«Faire entrer le döner-kebab dans le livre. Tout le kebab. De force. Le problème: les taches. Forcément le kebab dans le livre, ça tache. Ça tache ça coule ça gicle ça jute.»

Döner-Kebab interroge la légitimité du récit linéaire classique. Que s’est-il passé à Lacanau-Océan, cet été-là? Lacanau-Océan, c’est d’abord le redoublement malheureux d’une voyelle. Une ratée par redoublement du vide inscrit au milieu d’un nom maladroitement composé, une béance centrale qui syphone par avance toute velléité de récit. Au magasin d’accessoires d’une psychanalyse sauvage et sommaire, Sebastian Dicenaire emprunte bien une panoplie œdipienne, mais elle ne tient pas ses promesses.

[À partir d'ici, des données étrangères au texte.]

//! Dense distance matrix.

use super::haversine::haversine;
use crate::error::TourError;
use crate::models::Point;

/// A dense n×n distance matrix stored in row-major order.
///
/// Built once per point set and read-only afterwards. Matrices produced by
/// this type are symmetric, have a zero diagonal and no negative entries.
///
/// # Examples
///
/// ```
/// use u_tour::models::Point;
/// use u_tour::distance::DistanceMatrix;
///
/// let points = vec![
///     Point::new("Eiffel Tower", 48.8584, 2.2945),
///     Point::new("Louvre Museum", 48.8606, 2.3376),
///     Point::new("Notre-Dame", 48.8530, 2.3499),
/// ];
/// let dm = DistanceMatrix::from_points(&points);
/// assert_eq!(dm.size(), 3);
/// assert_eq!(dm.get(0, 1), dm.get(1, 0));
/// assert_eq!(dm.get(2, 2), 0.0);
/// ```
#[derive(Debug, Clone, PartialEq)]
pub struct DistanceMatrix {
    data: Vec<f64>,
    size: usize,
}

impl DistanceMatrix {
    fn zeros(size: usize) -> Self {
        Self {
            data: vec![0.0; size * size],
            size,
        }
    }

    /// Computes a great-circle distance matrix in kilometers.
    ///
    /// Only the upper triangle is evaluated; the lower triangle mirrors it,
    /// so `get(i, j) == get(j, i)` holds exactly.
    pub fn from_points(points: &[Point]) -> Self {
        let n = points.len();
        let mut dm = Self::zeros(n);
        for i in 0..n {
            for j in (i + 1)..n {
                let d = haversine(points[i].lat(), points[i].lon(), points[j].lat(), points[j].lon());
                dm.set(i, j, d);
                dm.set(j, i, d);
            }
        }
        dm
    }

    /// Creates a distance matrix from explicit rows.
    ///
    /// Rows must form a square, symmetric grid of finite, non-negative values.
    /// The diagonal is taken as given.
    pub fn from_rows(rows: &[Vec<f64>]) -> Result<Self, TourError> {
        let size = rows.len();
        let mut data = Vec::with_capacity(size * size);
        for (row, values) in rows.iter().enumerate() {
            if values.len() != size {
                return Err(TourError::NotSquare {
                    row,
                    len: values.len(),
                    size,
                });
            }
            for (col, &value) in values.iter().enumerate() {
                if !value.is_finite() || value < 0.0 {
                    return Err(TourError::InvalidEntry { row, col, value });
                }
            }
            data.extend_from_slice(values);
        }
        let dm = Self { data, size };
        if let Some((row, col)) = dm.first_asymmetry() {
            return Err(TourError::Asymmetric { row, col });
        }
        Ok(dm)
    }

    /// Derives a travel-time matrix (`distance / speed`) from this one.
    ///
    /// With distances in kilometers and speed in km/h the result is in hours.
    pub fn travel_times(&self, speed: f64) -> Result<Self, TourError> {
        if !(speed.is_finite() && speed > 0.0) {
            return Err(TourError::InvalidSpeed(speed));
        }
        Ok(Self {
            data: self.data.iter().map(|d| d / speed).collect(),
            size: self.size,
        })
    }

    /// Returns the distance from location `from` to location `to`.
    ///
    /// # Panics
    ///
    /// Panics if either index is out of bounds.
    #[inline]
    pub fn get(&self, from: usize, to: usize) -> f64 {
        self.data[from * self.size + to]
    }

    fn set(&mut self, from: usize, to: usize, distance: f64) {
        self.data[from * self.size + to] = distance;
    }

    /// Number of locations in this matrix.
    pub fn size(&self) -> usize {
        self.size
    }

    pub fn is_empty(&self) -> bool {
        self.size == 0
    }

    /// Returns `true` if the matrix is symmetric within the given tolerance.
    pub fn is_symmetric(&self, tol: f64) -> bool {
        (0..self.size).all(|i| ((i + 1)..self.size).all(|j| (self.get(i, j) - self.get(j, i)).abs() <= tol))
    }

    fn first_asymmetry(&self) -> Option<(usize, usize)> {
        for i in 0..self.size {
            for j in (i + 1)..self.size {
                if self.get(i, j) != self.get(j, i) {
                    return Some((i, j));
                }
            }
        }
        None
    }

    /// Sums the edges between consecutive indices of `path`.
    ///
    /// A closed path contributes its return edge through the repeated last
    /// index. Empty and single-index paths cost zero.
    pub fn path_distance(&self, path: &[usize]) -> f64 {
        path.windows(2).map(|w| self.get(w[0], w[1])).sum()
    }

    /// Cost of an open core, plus the edge back to `core[0]` when `closed`.
    pub(crate) fn core_distance(&self, core: &[usize], closed: bool) -> f64 {
        let mut dist = self.path_distance(core);
        if closed {
            if let (Some(&first), Some(&last)) = (core.first(), core.last()) {
                dist += self.get(last, first);
            }
        }
        dist
    }
}

#[cfg(test)]
mod tests {
    use super::*;

    fn classic_rows() -> Vec<Vec<f64>> {
        vec![
            vec![0.0, 10.0, 15.0, 20.0],
            vec![10.0, 0.0, 35.0, 25.0],
            vec![15.0, 35.0, 0.0, 30.0],
            vec![20.0, 25.0, 30.0, 0.0],
        ]
    }

    fn paris() -> Vec<Point> {
        vec![
            Point::new("Eiffel Tower", 48.8584, 2.2945),
            Point::new("Louvre Museum", 48.8606, 2.3376),
            Point::new("Notre-Dame", 48.8530, 2.3499),
        ]
    }

    #[test]
    fn test_from_points() {
        let dm = DistanceMatrix::from_points(&paris());
        assert_eq!(dm.size(), 3);
        assert!(dm.get(0, 1) > 3.0 && dm.get(0, 1) < 3.3);
        for i in 0..3 {
            assert_eq!(dm.get(i, i), 0.0);
            for j in 0..3 {
                assert_eq!(dm.get(i, j), dm.get(j, i));
                assert!(dm.get(i, j) >= 0.0);
            }
        }
    }

    #[test]
    fn test_degenerate_sizes() {
        let empty = DistanceMatrix::from_points(&[]);
        assert!(empty.is_empty());
        assert_eq!(empty.size(), 0);

        let single = DistanceMatrix::from_points(&paris()[..1]);
        assert_eq!(single.size(), 1);
        assert_eq!(single.get(0, 0), 0.0);
    }

    #[test]
    fn test_from_rows() {
        let dm = DistanceMatrix::from_rows(&classic_rows()).expect("valid");
        assert_eq!(dm.get(1, 3), 25.0);
        assert!(dm.is_symmetric(0.0));
    }

    #[test]
    fn test_from_rows_not_square() {
        let err = DistanceMatrix::from_rows(&[vec![0.0, 1.0], vec![1.0]]).unwrap_err();
        assert_eq!(err, TourError::NotSquare { row: 1, len: 1, size: 2 });
    }

    #[test]
    fn test_from_rows_negative() {
        let err = DistanceMatrix::from_rows(&[vec![0.0, -1.0], vec![-1.0, 0.0]]).unwrap_err();
        assert!(matches!(err, TourError::InvalidEntry { row: 0, col: 1, .. }));
    }

    #[test]
    fn test_from_rows_asymmetric() {
        let err = DistanceMatrix::from_rows(&[vec![0.0, 10.0], vec![15.0, 0.0]]).unwrap_err();
        assert_eq!(err, TourError::Asymmetric { row: 0, col: 1 });
    }

    #[test]
    fn test_travel_times() {
        let dm = DistanceMatrix::from_rows(&classic_rows()).expect("valid");
        let tt = dm.travel_times(5.0).expect("positive speed");
        assert!((tt.get(0, 1) - 2.0).abs() < 1e-12);
        assert!((tt.get(2, 3) - 6.0).abs() < 1e-12);
        assert!(tt.is_symmetric(0.0));
    }

    #[test]
    fn test_travel_times_rejects_bad_speed() {
        let dm = DistanceMatrix::from_rows(&classic_rows()).expect("valid");
        assert_eq!(dm.travel_times(0.0), Err(TourError::InvalidSpeed(0.0)));
        assert_eq!(dm.travel_times(-40.0), Err(TourError::InvalidSpeed(-40.0)));
        assert!(dm.travel_times(f64::NAN).is_err());
    }

    #[test]
    fn test_path_distance() {
        let dm = DistanceMatrix::from_rows(&classic_rows()).expect("valid");
        assert_eq!(dm.path_distance(&[0, 1, 3, 2, 0]), 80.0);
        assert_eq!(dm.path_distance(&[0, 1, 3, 2]), 65.0);
        assert_eq!(dm.path_distance(&[2]), 0.0);
        assert_eq!(dm.path_distance(&[]), 0.0);
    }

    #[test]
    fn test_core_distance_closes_cycle() {
        let dm = DistanceMatrix::from_rows(&classic_rows()).expect("valid");
        assert_eq!(dm.core_distance(&[0, 1, 3, 2], true), 80.0);
        assert_eq!(dm.core_distance(&[0, 1, 3, 2], false), 65.0);
        assert_eq!(dm.core_distance(&[], true), 0.0);
    }
}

Et ni le sexe de maman, peut-être aperçu dans les douches du camping, ni la difficile déglutition, en présence de papa, d’un bout de viande grasse qui fait irrésistiblement penser à un reliquat de castration, ne suffisent à faire qu’existe une histoire plutôt que rien. Le seul événement à partir duquel peut enfin se construire (se déconstruire?) le livre, c’est celui du langage en lutte contre l’insignifiance, mais aussi en travail avec elle, à partir d’elle et sans cesse revenant à elle, ne perdant jamais de vue cet unique et indépassable horizon (du sexe?) du texte.